Both the line below containing "use crate::games::Game;" and the line containing "fn handle_click(&mut self, action_id: u16)", along with every line between them, should be repeated exactly; no other line belongs in the answer.

==========

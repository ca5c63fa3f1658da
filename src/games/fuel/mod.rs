//! Fuel Quest: order healthy food, level up, climb reward ladders.

pub mod actions;
pub mod catalog;
pub mod contact;
pub mod logic;
pub mod minigames;
pub mod save;
pub mod state;
pub mod tutorial;

use crate::games::Game;
use crate::input::InputEvent;
use crate::time::GameTime;

use actions::*;
use catalog::Catalog;
use contact::ContactError;
use state::{
    DeliveryMode, FuelState, LeaderboardScope, MembershipTier, PaymentMethod, ProfileTab, View,
};

pub struct FuelGame {
    pub state: FuelState,
    clock: GameTime,
}

impl FuelGame {
    pub fn new() -> Self {
        Self::with_catalog(Catalog::default())
    }

    pub fn with_catalog(catalog: Catalog) -> Self {
        Self {
            state: FuelState::with_catalog(catalog),
            clock: GameTime::new(),
        }
    }

    /// Feed the host's wall clock; runs however many ticks have elapsed.
    pub fn advance_to(&mut self, now_ms: f64) {
        let ticks = self.clock.update(now_ms);
        if ticks > 0 {
            self.tick(ticks);
        }
    }

    /// Contact details typed into the prompt. Text input has no click id.
    pub fn submit_contact(&mut self, email: &str, phone: &str) -> Result<bool, ContactError> {
        logic::submit_contact(&mut self.state, email, phone)
    }

    fn handle_click(&mut self, action_id: u16) -> bool {
        let s = &mut self.state;
        match action_id {
            NAV_MENU => logic::set_view(s, View::Menu),
            NAV_STORE => logic::set_view(s, View::Store),
            NAV_CART => logic::set_view(s, View::Cart),
            NAV_PROFILE => logic::set_view(s, View::Profile),
            OPEN_TROPHY_ROAD => logic::open_trophy_road(s),
            TAB_DASHBOARD => logic::set_profile_tab(s, ProfileTab::Dashboard),
            TAB_TROPHY_ROAD => logic::set_profile_tab(s, ProfileTab::TrophyRoad),
            TAB_LEADERBOARD => logic::set_profile_tab(s, ProfileTab::Leaderboard),
            SCOPE_GLOBAL => logic::set_leaderboard_scope(s, LeaderboardScope::Global),
            SCOPE_REGIONAL => logic::set_leaderboard_scope(s, LeaderboardScope::Regional),
            TUTORIAL_NEXT => return logic::tutorial_next(s),

            PROCEED_TO_PAYMENT => return logic::proceed_to_payment(s),
            BACK_TO_CART => return logic::back_to_cart(s),
            PLACE_ORDER => return logic::place_order(s),
            PAY_UPI => return logic::select_payment_method(s, PaymentMethod::Upi),
            PAY_CARD => return logic::select_payment_method(s, PaymentMethod::Card),
            PAY_COD => return logic::select_payment_method(s, PaymentMethod::Cod),
            MODE_DELIVERY => logic::set_delivery_mode(s, DeliveryMode::Delivery),
            MODE_TAKEAWAY => logic::set_delivery_mode(s, DeliveryMode::Takeaway),

            OPEN_MEMBERSHIP => logic::open_membership(s),
            CHOOSE_GOLD => return logic::upgrade_membership(s, MembershipTier::Gold),
            CHOOSE_PLATINUM => return logic::upgrade_membership(s, MembershipTier::Platinum),
            CLOSE_MEMBERSHIP => return logic::close_membership(s),

            DAILY_SPIN_OPEN => return logic::open_daily_spin(s),
            DAILY_SPIN_SPIN => return logic::spin_daily_wheel(s),
            DAILY_SPIN_COLLECT => return logic::collect_daily_spin(s),
            DAILY_SPIN_CLOSE => return logic::close_daily_spin(s),
            SLOT_SPIN => return logic::spin_slot_machine(s),
            SLOT_CLOSE => return logic::close_slot_machine(s),
            SIMULATE_DAYS => return logic::start_simulation(s),

            DISMISS_LEVEL_UP => return logic::dismiss_level_up(s),
            DISMISS_CONTACT => return logic::dismiss_contact(s),

            id if (ADD_TO_CART_BASE..REMOVE_FROM_CART_BASE).contains(&id) => {
                let idx = (id - ADD_TO_CART_BASE) as usize;
                return match s.catalog.menu.get(idx).map(|m| m.id.clone()) {
                    Some(item_id) => logic::add_to_cart(s, &item_id),
                    None => false,
                };
            }
            id if (REMOVE_FROM_CART_BASE..SHARE_PRODUCT_BASE).contains(&id) => {
                let idx = (id - REMOVE_FROM_CART_BASE) as usize;
                return match s.cart.get(idx).map(|c| c.item.id.clone()) {
                    Some(item_id) => logic::remove_from_cart(s, &item_id),
                    None => false,
                };
            }
            id if (SHARE_PRODUCT_BASE..PROCEED_TO_PAYMENT).contains(&id) => {
                let idx = (id - SHARE_PRODUCT_BASE) as usize;
                return match s.catalog.menu.get(idx).map(|m| m.id.clone()) {
                    Some(item_id) => logic::share_product(s, &item_id),
                    None => false,
                };
            }
            id if (BUY_STORE_ITEM_BASE..OPEN_MEMBERSHIP).contains(&id) => {
                let idx = (id - BUY_STORE_ITEM_BASE) as usize;
                return match s.catalog.store.get(idx).map(|i| i.id.clone()) {
                    Some(item_id) => matches!(
                        logic::purchase(s, &item_id),
                        logic::PurchaseOutcome::Purchased | logic::PurchaseOutcome::AwaitingContact
                    ),
                    None => false,
                };
            }
            id if (CHEER_BASE..CLAIM_STEP_BASE).contains(&id) => {
                let idx = (id - CHEER_BASE) as usize;
                let board = s.catalog.leaderboard(s.leaderboard_scope);
                return match board.get(idx).map(|u| u.id.clone()) {
                    Some(user_id) => logic::cheer(s, &user_id),
                    None => false,
                };
            }
            id if (CLAIM_STEP_BASE..CLAIM_ALL_BASE).contains(&id) => {
                let offset = id - CLAIM_STEP_BASE;
                let ladder_idx = (offset / LADDER_STRIDE) as usize;
                let step_idx = (offset % LADDER_STRIDE) as usize;
                let ids = s.profile.ladders.get(ladder_idx).and_then(|l| {
                    l.steps.get(step_idx).map(|st| (l.id.clone(), st.id.clone()))
                });
                return match ids {
                    Some((ladder_id, step_id)) => {
                        logic::claim_step(s, &ladder_id, &step_id)
                            != logic::ClaimOutcome::NotClaimable
                    }
                    None => false,
                };
            }
            id if id >= CLAIM_ALL_BASE => {
                let idx = (id - CLAIM_ALL_BASE) as usize;
                return match s.profile.ladders.get(idx).map(|l| l.id.clone()) {
                    Some(ladder_id) => logic::claim_all(s, &ladder_id).is_some(),
                    None => false,
                };
            }
            _ => return false,
        }
        true
    }

    fn handle_key(&mut self, key: char) -> bool {
        let s = &mut self.state;
        match key {
            'n' | ' ' => logic::tutorial_next(s),
            '1'..='4' => {
                let view = match key {
                    '1' => View::Menu,
                    '2' => View::Store,
                    '3' => View::Cart,
                    _ => View::Profile,
                };
                logic::set_view(s, view);
                true
            }
            'p' => logic::proceed_to_payment(s),
            'o' => logic::place_order(s),
            'b' => logic::back_to_cart(s),
            'd' => {
                let mode = match s.delivery_mode {
                    DeliveryMode::Delivery => DeliveryMode::Takeaway,
                    DeliveryMode::Takeaway => DeliveryMode::Delivery,
                };
                logic::set_delivery_mode(s, mode);
                true
            }
            'm' => {
                logic::open_membership(s);
                true
            }
            // spin whichever game is open
            's' => {
                if s.daily_spin.visible {
                    logic::spin_daily_wheel(s)
                } else {
                    logic::spin_slot_machine(s)
                }
            }
            'c' => logic::collect_daily_spin(s),
            'f' => logic::start_simulation(s),
            // close the topmost overlay
            'x' => {
                if s.contact.is_prompting() {
                    logic::dismiss_contact(s)
                } else if s.slot_machine.visible {
                    logic::close_slot_machine(s)
                } else if s.daily_spin.visible {
                    logic::close_daily_spin(s)
                } else if s.show_membership {
                    logic::close_membership(s)
                } else {
                    logic::dismiss_level_up(s)
                }
            }
            _ => false,
        }
    }
}

impl Default for FuelGame {
    fn default() -> Self {
        Self::new()
    }
}

impl Game for FuelGame {
    fn handle_input(&mut self, event: &InputEvent) -> bool {
        match event {
            InputEvent::Key(c) => self.handle_key(*c),
            InputEvent::Click(id) => self.handle_click(*id),
        }
    }

    fn tick(&mut self, delta_ticks: u32) {
        logic::tick(&mut self.state, delta_ticks);
    }
}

==========

Answer below:
use crate::games::Game;
use crate::input::InputEvent;
use crate::time::GameTime;

use actions::*;
use catalog::Catalog;
use contact::ContactError;
use state::{
    DeliveryMode, FuelState, LeaderboardScope, MembershipTier, PaymentMethod, ProfileTab, View,
};

pub struct FuelGame {
    pub state: FuelState,
    clock: GameTime,
}

impl FuelGame {
    pub fn new() -> Self {
        Self::with_catalog(Catalog::default())
    }

    pub fn with_catalog(catalog: Catalog) -> Self {
        Self {
            state: FuelState::with_catalog(catalog),
            clock: GameTime::new(),
        }
    }

    /// Feed the host's wall clock; runs however many ticks have elapsed.
    pub fn advance_to(&mut self, now_ms: f64) {
        let ticks = self.clock.update(now_ms);
        if ticks > 0 {
            self.tick(ticks);
        }
    }

    /// Contact details typed into the prompt. Text input has no click id.
    pub fn submit_contact(&mut self, email: &str, phone: &str) -> Result<bool, ContactError> {
        logic::submit_contact(&mut self.state, email, phone)
    }

    fn handle_click(&mut self, action_id: u16) -> bool {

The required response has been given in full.